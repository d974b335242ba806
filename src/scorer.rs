//! Multi-dimensional scorer: correctness/efficiency/safety/completeness,
//! a piecewise efficiency curve, and a hallucination-keyword heuristic,
//! all parameterized by a named preset.

use std::collections::HashMap;

use serde_json::json;

use crate::types::{ComparisonResult, ExecutionResult, MultiDimensionalScore};

const PERF_EXCELLENT_MS: f64 = 10.0;
const PERF_GOOD_MS: f64 = 100.0;
const PERF_ACCEPTABLE_MS: f64 = 1000.0;

const HALLUCINATION_KEYWORDS: &[&str] = &[
    "does not exist",
    "unknown column",
    "unknown table",
    "invalid",
    "not found",
    "no such",
    "doesn't exist",
];

#[derive(Debug, Clone, Copy, PartialEq, Eq)]
pub enum Preset {
    Default,
    Strict,
    Performance,
    Quality,
}

impl Preset {
    fn weights(self) -> [(&'static str, f64); 4] {
        match self {
            Preset::Default => [
                ("correctness", 0.40),
                ("efficiency", 0.20),
                ("safety", 0.25),
                ("completeness", 0.15),
            ],
            Preset::Strict => [
                ("correctness", 0.60),
                ("safety", 0.25),
                ("efficiency", 0.05),
                ("completeness", 0.10),
            ],
            Preset::Performance => [
                ("efficiency", 0.45),
                ("correctness", 0.30),
                ("safety", 0.15),
                ("completeness", 0.10),
            ],
            Preset::Quality => [
                ("completeness", 0.35),
                ("correctness", 0.30),
                ("safety", 0.25),
                ("efficiency", 0.10),
            ],
        }
    }
}

impl From<crate::types::ScorerPreset> for Preset {
    fn from(p: crate::types::ScorerPreset) -> Self {
        match p {
            crate::types::ScorerPreset::Default => Preset::Default,
            crate::types::ScorerPreset::Strict => Preset::Strict,
            crate::types::ScorerPreset::Performance => Preset::Performance,
            crate::types::ScorerPreset::Quality => Preset::Quality,
        }
    }
}

pub struct Scorer {
    preset: Preset,
}

impl Scorer {
    pub fn new(preset: Preset) -> Self {
        Self { preset }
    }

    pub fn score(
        &self,
        comparison: Option<&ComparisonResult>,
        execution: &ExecutionResult,
    ) -> MultiDimensionalScore {
        let correctness = correctness(comparison);
        let efficiency = efficiency(execution);
        let validation_score = validation_score(execution);
        let hallucination_score = hallucination_score(execution);
        let safety = 0.4 * validation_score + 0.6 * hallucination_score;
        let completeness = completeness(execution);

        let weights: HashMap<String, f64> = self
            .preset
            .weights()
            .into_iter()
            .map(|(k, v)| (k.to_string(), v))
            .collect();

        let details = [
            (
                "comparison",
                comparison
                    .map(|c| {
                        json!({
                            "is_match": c.is_match,
                            "match_score": c.match_score,
                            "row_count_match": c.row_count_match,
                            "column_count_match": c.column_count_match,
                        })
                    })
                    .unwrap_or(json!(null)),
            ),
            (
                "execution",
                json!({
                    "success": execution.success,
                    "execution_time_ms": execution.execution_time_ms,
                    "rows_returned": execution.rows_returned,
                    "error": execution.error,
                }),
            ),
        ]
        .into_iter()
        .map(|(k, v)| (k.to_string(), v))
        .collect();

        self.finish(correctness, efficiency, safety, completeness, validation_score, hallucination_score, weights, details)
    }

    /// All dimensions zeroed, used by the orchestrator to synthesize a
    /// TaskResult for a candidate that never produced usable SQL (empty
    /// response or a dispatch failure).
    pub fn zero(&self) -> MultiDimensionalScore {
        let weights: HashMap<String, f64> = self
            .preset
            .weights()
            .into_iter()
            .map(|(k, v)| (k.to_string(), v))
            .collect();
        self.finish(0.0, 0.0, 0.0, 0.0, 0.0, 0.0, weights, serde_json::Map::new())
    }

    #[allow(clippy::too_many_arguments)]
    fn finish(
        &self,
        correctness: f64,
        efficiency: f64,
        safety: f64,
        completeness: f64,
        validation_score: f64,
        hallucination_score: f64,
        weights: HashMap<String, f64>,
        details: serde_json::Map<String, serde_json::Value>,
    ) -> MultiDimensionalScore {
        let overall = weights["correctness"] * correctness
            + weights["efficiency"] * efficiency
            + weights["safety"] * safety
            + weights["completeness"] * completeness;

        MultiDimensionalScore {
            correctness: round4(correctness),
            efficiency: round4(efficiency),
            safety: round4(safety),
            completeness: round4(completeness),
            // Advisory-only: reported but never folded into `overall` by
            // any current preset.
            semantic_accuracy: 1.0,
            best_practices: 1.0,
            plan_quality: 1.0,
            validation_score: round4(validation_score),
            hallucination_score: round4(hallucination_score),
            performance_score: round4(efficiency),
            overall: round4(overall),
            weights,
            details,
        }
    }
}

fn correctness(comparison: Option<&ComparisonResult>) -> f64 {
    match comparison {
        Some(c) if c.is_match => 1.0,
        Some(c) => c.match_score,
        None => 0.0,
    }
}

fn efficiency(execution: &ExecutionResult) -> f64 {
    if !execution.success {
        return 0.0;
    }
    let time_ms = execution.execution_time_ms;

    if time_ms <= PERF_EXCELLENT_MS {
        1.0
    } else if time_ms <= PERF_GOOD_MS {
        let ratio = (time_ms - PERF_EXCELLENT_MS) / (PERF_GOOD_MS - PERF_EXCELLENT_MS);
        1.0 - 0.2 * ratio
    } else if time_ms <= PERF_ACCEPTABLE_MS {
        let ratio = (time_ms - PERF_GOOD_MS) / (PERF_ACCEPTABLE_MS - PERF_GOOD_MS);
        0.8 - 0.3 * ratio
    } else {
        let excess = time_ms - PERF_ACCEPTABLE_MS;
        (0.5 - excess / 10000.0).max(0.0)
    }
}

fn validation_score(execution: &ExecutionResult) -> f64 {
    if execution.is_valid {
        let warnings = execution.validation_warnings.len() as f64;
        (1.0 - warnings * 0.1).max(0.0)
    } else {
        match execution.validation_errors.len() {
            0 => 0.5,
            1 => 0.3,
            _ => 0.1,
        }
    }
}

fn hallucination_score(execution: &ExecutionResult) -> f64 {
    if execution.is_valid && execution.validation_errors.is_empty() {
        return 1.0;
    }
    let count = execution
        .validation_errors
        .iter()
        .filter(|e| {
            let lower = e.to_lowercase();
            HALLUCINATION_KEYWORDS.iter().any(|kw| lower.contains(kw))
        })
        .count();
    match count {
        0 => 1.0,
        1 => 0.4,
        _ => 0.1,
    }
}

fn completeness(execution: &ExecutionResult) -> f64 {
    if !execution.success {
        return 0.0;
    }
    let mut score: f64 = 1.0;
    for insight in &execution.insights {
        let lower = insight.to_lowercase();
        if lower.contains("no results") || lower.contains("empty") {
            score -= 0.2;
        } else if lower.contains("truncated") {
            score -= 0.1;
        } else if lower.contains("null") {
            score -= 0.05;
        } else if lower.contains("slow") || lower.contains("long") {
            score -= 0.1;
        }
    }
    if execution.rows_returned > 0 {
        score = (score + 0.1).min(1.0);
    }
    score.max(0.0)
}

fn round4(v: f64) -> f64 {
    (v * 10000.0).round() / 10000.0
}

#[cfg(test)]
mod tests {
    use super::*;

    fn success_exec(time_ms: f64) -> ExecutionResult {
        ExecutionResult {
            success: true,
            execution_time_ms: time_ms,
            rows_returned: 1,
            is_valid: true,
            ..ExecutionResult::failed("")
        }
    }

    #[test]
    fn weight_sum_is_one_for_every_preset() {
        for preset in [Preset::Default, Preset::Strict, Preset::Performance, Preset::Quality] {
            let sum: f64 = preset.weights().iter().map(|(_, w)| w).sum();
            assert!((sum - 1.0).abs() < 1e-9, "{preset:?} weights sum to {sum}");
        }
    }

    #[test]
    fn score_bounds_hold() {
        let scorer = Scorer::new(Preset::Default);
        let exec = success_exec(5000.0);
        let score = scorer.score(None, &exec);
        for v in [
            score.correctness,
            score.efficiency,
            score.safety,
            score.completeness,
            score.overall,
        ] {
            assert!((0.0..=1.0).contains(&v), "score field out of bounds: {v}");
        }
    }

    #[test]
    fn correctness_monotonicity() {
        let scorer = Scorer::new(Preset::Default);
        let exec = success_exec(5.0);
        let low = ComparisonResult {
            is_match: false,
            match_score: 0.2,
            row_count_match: false,
            column_count_match: false,
            details: Default::default(),
        };
        let high = ComparisonResult {
            match_score: 0.8,
            ..low.clone()
        };
        let low_score = scorer.score(Some(&low), &exec);
        let high_score = scorer.score(Some(&high), &exec);
        assert!(high_score.overall >= low_score.overall);
    }

    #[test]
    fn efficiency_monotonicity() {
        let scorer = Scorer::new(Preset::Default);
        let fast = scorer.score(None, &success_exec(5.0));
        let slow = scorer.score(None, &success_exec(5000.0));
        assert!(fast.efficiency >= slow.efficiency);
    }

    #[test]
    fn efficiency_thresholds_match_spec() {
        assert_eq!(round4(efficiency(&success_exec(10.0))), 1.0);
        assert_eq!(round4(efficiency(&success_exec(100.0))), 0.8);
        assert_eq!(round4(efficiency(&success_exec(1000.0))), 0.5);
    }

    #[test]
    fn failed_execution_zeroes_efficiency_and_completeness() {
        let exec = ExecutionResult::failed("boom");
        assert_eq!(efficiency(&exec), 0.0);
        assert_eq!(completeness(&exec), 0.0);
    }
}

--------------------------------

AIM OF THE EXERCISE:
Report, with no additional words, how many lines in the records above contain the word "finish".

EXERCISE RESPONSE:
3